:: INFORMATION SHOWN ::
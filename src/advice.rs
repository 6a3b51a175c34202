// Copyright 2025 Fernando Borretti
//
// Licensed under the Apache License, Version 2.0 (the "License");
// you may not use this file except in compliance with the License.
// You may obtain a copy of the License at
//
//     http://www.apache.org/licenses/LICENSE-2.0
//
// Unless required by applicable law or agreed to in writing, software
// distributed under the License is distributed on an "AS IS" BASIS,
// WITHOUT WARRANTIES OR CONDITIONS OF ANY KIND, either express or implied.
// See the License for the specific language governing permissions and
// limitations under the License.

//! Learner-facing coaching copy. Nothing in here feeds back into scheduling.

use crate::quality::ConfidenceLevel;
use crate::quality::DetailedAnalysis;
use crate::quality::ResponseSpeed;
use crate::quality::ScoreLevel;

/// Improvement suggestions for an analysed answer, most important first.
pub fn recommendations(analysis: &DetailedAnalysis) -> Vec<String> {
    let mut out: Vec<&str> = Vec::new();

    if !analysis.is_correct {
        out.push(match analysis.confidence_level {
            ConfidenceLevel::High => {
                "You nearly had it. Compare your answer with the reference and note the difference."
            }
            ConfidenceLevel::Medium => {
                "Review this sentence again before the end of the session."
            }
            ConfidenceLevel::Low => {
                "Study the reference answer, then try to reproduce it from memory."
            }
        });
    }

    match analysis.score_level {
        ScoreLevel::Excellent | ScoreLevel::Good => {}
        ScoreLevel::Fair => out.push("Pay attention to word order and small function words."),
        ScoreLevel::Poor => out.push("Break the sentence into chunks and practise each one."),
    }

    if analysis.is_correct && analysis.confidence_level == ConfidenceLevel::Low {
        out.push("The answer was right but uncertain. Say it aloud a few more times.");
    }

    match analysis.response_speed {
        Some(ResponseSpeed::VerySlow) => {
            out.push("Try to answer within 30 seconds. Speed comes with repetition.")
        }
        Some(ResponseSpeed::Slow) => out.push("Aim for a quicker response next time."),
        Some(ResponseSpeed::Fast) | Some(ResponseSpeed::Normal) | None => {}
    }

    if out.is_empty() {
        out.push("Great work. Keep it up.");
    }
    out.into_iter().map(str::to_string).collect()
}

#[cfg(test)]
mod tests {
    use super::*;
    use crate::quality::Answer;
    use crate::quality::detailed_analysis;

    fn advise(is_correct: bool, confidence: f64, score: f64, time: Option<f64>) -> Vec<String> {
        recommendations(&detailed_analysis(&Answer {
            is_correct,
            confidence,
            score,
            response_time: time,
        }))
    }

    #[test]
    fn test_perfect_answer_gets_praise_only() {
        assert_eq!(
            advise(true, 0.95, 98.0, Some(2.0)),
            vec!["Great work. Keep it up.".to_string()]
        );
    }

    #[test]
    fn test_slow_and_unsure() {
        let advice = advise(true, 0.2, 85.0, Some(40.0));
        assert_eq!(advice.len(), 2);
        assert!(advice[0].contains("uncertain"));
        assert!(advice[1].contains("30 seconds"));
    }

    #[test]
    fn test_wrong_answer_comes_first() {
        let advice = advise(false, 0.1, 20.0, Some(20.0));
        assert_eq!(advice.len(), 3);
        assert!(advice[0].contains("reference answer"));
        assert!(advice[1].contains("chunks"));
        assert!(advice[2].contains("quicker"));
    }
}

:: EXERCISE AIM ::
Here the job is to output the lines from the start of the material through the line with "governing permissions and", inclusive, exactly and with nothing else.

:: OUTPUT BELOW ::
filename src/advice.rs
repository 6a3b51a175c34202
// Copyright 2025 Fernando Borretti
//
// Licensed under the Apache License, Version 2.0 (the "License");
// you may not use this file except in compliance with the License.
// You may obtain a copy of the License at
//
//     http://www.apache.org/licenses/LICENSE-2.0
//
// Unless required by applicable law or agreed to in writing, software
// distributed under the License is distributed on an "AS IS" BASIS,
// WITHOUT WARRANTIES OR CONDITIONS OF ANY KIND, either express or implied.
// See the License for the specific language governing permissions and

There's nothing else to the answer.